:: Action item ::
Give again only those lines from the start of the entries through the line holding "use bookly_http::error::AppError;", leaving them as they are.

(Dataset entries)

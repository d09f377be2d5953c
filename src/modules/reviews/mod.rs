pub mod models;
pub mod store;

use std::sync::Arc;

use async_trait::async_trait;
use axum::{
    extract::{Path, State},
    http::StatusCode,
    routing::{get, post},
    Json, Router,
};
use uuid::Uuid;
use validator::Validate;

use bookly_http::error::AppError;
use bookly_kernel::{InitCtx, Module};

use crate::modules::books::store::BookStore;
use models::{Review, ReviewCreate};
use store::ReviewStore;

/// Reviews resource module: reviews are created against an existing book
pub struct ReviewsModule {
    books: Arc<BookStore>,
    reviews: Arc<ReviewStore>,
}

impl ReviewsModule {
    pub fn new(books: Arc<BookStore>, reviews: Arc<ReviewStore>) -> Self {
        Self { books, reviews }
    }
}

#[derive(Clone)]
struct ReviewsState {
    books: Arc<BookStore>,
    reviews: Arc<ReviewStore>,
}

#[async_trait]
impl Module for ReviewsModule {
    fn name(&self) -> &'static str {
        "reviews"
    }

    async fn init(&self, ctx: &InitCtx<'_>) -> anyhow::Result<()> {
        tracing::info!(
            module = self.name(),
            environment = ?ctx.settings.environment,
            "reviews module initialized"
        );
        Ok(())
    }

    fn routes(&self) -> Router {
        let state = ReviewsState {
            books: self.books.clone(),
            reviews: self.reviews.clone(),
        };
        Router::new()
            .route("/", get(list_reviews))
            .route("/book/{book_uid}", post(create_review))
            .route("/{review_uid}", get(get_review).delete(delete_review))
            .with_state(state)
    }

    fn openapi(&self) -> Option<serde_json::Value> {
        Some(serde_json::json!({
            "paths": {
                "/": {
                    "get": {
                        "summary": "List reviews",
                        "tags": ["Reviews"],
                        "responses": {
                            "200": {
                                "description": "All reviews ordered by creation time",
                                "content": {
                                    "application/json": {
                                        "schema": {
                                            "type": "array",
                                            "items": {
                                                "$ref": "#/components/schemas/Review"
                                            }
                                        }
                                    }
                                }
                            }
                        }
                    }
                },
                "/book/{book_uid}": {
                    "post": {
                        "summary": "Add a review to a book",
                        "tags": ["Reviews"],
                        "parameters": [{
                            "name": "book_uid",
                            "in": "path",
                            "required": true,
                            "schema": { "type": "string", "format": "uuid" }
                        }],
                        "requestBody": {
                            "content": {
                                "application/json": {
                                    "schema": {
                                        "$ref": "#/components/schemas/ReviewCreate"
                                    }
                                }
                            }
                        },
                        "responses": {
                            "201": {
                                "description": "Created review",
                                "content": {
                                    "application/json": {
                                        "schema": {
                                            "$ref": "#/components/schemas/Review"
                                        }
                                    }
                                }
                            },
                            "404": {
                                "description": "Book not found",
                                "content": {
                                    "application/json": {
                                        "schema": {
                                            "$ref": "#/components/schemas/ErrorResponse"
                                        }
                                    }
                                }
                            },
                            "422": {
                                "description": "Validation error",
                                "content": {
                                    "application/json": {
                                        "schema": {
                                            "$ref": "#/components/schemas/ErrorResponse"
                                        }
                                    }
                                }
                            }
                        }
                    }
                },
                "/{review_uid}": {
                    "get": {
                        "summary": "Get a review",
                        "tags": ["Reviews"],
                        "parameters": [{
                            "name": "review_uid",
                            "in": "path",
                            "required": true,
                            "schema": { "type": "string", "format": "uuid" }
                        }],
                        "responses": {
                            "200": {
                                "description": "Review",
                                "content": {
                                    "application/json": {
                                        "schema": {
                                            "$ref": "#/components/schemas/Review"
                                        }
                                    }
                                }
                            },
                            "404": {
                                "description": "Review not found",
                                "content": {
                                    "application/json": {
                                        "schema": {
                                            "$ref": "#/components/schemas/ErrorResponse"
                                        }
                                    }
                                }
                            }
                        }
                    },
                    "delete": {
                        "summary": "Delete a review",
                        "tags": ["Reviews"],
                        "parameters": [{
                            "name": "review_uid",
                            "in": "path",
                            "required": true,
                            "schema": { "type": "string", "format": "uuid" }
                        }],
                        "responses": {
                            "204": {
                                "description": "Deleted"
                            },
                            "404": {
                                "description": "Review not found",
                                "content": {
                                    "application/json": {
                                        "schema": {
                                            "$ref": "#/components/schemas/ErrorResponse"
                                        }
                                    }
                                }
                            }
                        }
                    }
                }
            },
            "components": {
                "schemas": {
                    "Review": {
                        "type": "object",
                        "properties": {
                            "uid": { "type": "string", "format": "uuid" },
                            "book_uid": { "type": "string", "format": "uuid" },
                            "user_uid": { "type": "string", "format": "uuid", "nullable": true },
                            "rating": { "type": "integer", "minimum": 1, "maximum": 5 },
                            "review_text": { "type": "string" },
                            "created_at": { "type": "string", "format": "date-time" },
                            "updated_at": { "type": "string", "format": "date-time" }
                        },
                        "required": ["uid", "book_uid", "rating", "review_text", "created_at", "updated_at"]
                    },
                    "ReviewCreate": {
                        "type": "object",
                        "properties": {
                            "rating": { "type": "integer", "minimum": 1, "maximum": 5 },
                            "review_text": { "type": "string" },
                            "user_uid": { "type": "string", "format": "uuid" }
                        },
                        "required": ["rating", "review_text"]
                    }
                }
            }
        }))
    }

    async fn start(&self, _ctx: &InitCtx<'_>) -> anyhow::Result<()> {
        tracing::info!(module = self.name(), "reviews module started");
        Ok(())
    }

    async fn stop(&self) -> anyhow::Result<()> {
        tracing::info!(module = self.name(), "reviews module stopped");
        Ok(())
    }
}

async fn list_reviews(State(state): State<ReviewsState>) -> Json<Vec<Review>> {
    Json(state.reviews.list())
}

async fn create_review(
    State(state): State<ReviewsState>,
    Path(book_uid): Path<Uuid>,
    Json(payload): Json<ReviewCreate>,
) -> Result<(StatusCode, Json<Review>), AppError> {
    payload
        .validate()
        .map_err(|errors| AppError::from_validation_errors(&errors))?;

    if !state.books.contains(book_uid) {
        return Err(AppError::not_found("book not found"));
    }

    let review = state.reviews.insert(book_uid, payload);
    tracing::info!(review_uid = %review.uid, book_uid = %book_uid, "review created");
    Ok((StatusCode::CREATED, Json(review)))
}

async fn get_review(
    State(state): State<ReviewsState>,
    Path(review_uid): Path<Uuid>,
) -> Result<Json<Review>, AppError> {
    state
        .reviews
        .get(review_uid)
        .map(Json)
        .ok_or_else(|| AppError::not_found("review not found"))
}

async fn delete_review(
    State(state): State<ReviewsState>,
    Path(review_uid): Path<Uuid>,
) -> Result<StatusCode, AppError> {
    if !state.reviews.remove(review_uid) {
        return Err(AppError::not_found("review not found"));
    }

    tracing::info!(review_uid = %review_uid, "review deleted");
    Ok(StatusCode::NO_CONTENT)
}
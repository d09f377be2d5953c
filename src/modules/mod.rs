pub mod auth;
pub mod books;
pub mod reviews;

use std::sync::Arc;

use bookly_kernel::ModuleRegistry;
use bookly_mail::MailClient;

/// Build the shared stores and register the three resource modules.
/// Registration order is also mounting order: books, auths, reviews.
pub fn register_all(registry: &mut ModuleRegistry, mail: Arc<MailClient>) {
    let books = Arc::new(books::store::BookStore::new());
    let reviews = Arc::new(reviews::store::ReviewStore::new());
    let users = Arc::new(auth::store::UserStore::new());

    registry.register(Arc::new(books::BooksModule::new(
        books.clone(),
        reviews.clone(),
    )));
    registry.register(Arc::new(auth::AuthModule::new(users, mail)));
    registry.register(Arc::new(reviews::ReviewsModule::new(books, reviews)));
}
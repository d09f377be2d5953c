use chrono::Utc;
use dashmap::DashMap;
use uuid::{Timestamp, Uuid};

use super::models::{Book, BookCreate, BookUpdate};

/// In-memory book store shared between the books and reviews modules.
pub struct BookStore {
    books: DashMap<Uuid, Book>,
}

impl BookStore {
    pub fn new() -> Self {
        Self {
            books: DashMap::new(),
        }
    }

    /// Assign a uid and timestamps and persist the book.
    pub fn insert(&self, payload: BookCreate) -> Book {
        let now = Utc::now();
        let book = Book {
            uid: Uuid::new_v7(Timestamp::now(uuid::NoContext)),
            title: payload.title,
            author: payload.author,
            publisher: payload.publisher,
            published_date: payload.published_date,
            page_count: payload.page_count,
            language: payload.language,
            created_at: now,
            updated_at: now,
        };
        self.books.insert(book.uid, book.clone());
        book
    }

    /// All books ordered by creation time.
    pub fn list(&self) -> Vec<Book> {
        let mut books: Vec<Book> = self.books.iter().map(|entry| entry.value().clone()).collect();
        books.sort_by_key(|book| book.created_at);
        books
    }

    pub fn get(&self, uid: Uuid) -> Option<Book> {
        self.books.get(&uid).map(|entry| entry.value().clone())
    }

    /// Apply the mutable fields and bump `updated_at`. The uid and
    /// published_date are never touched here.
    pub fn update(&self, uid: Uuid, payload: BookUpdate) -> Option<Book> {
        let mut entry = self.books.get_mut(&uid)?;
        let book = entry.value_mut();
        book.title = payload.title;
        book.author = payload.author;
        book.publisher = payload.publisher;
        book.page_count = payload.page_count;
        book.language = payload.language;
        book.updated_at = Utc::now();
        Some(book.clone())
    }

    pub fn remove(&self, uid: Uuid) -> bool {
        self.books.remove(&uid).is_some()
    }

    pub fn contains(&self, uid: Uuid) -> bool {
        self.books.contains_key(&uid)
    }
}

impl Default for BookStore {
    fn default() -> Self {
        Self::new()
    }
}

:: Task output ::
repository d09f377be2d5953c
filename src/modules/reviews/mod.rs
pub mod models;
pub mod store;

use std::sync::Arc;

use async_trait::async_trait;
use axum::{
    extract::{Path, State},
    http::StatusCode,
    routing::{get, post},
    Json, Router,
};
use uuid::Uuid;
use validator::Validate;

use bookly_http::error::AppError;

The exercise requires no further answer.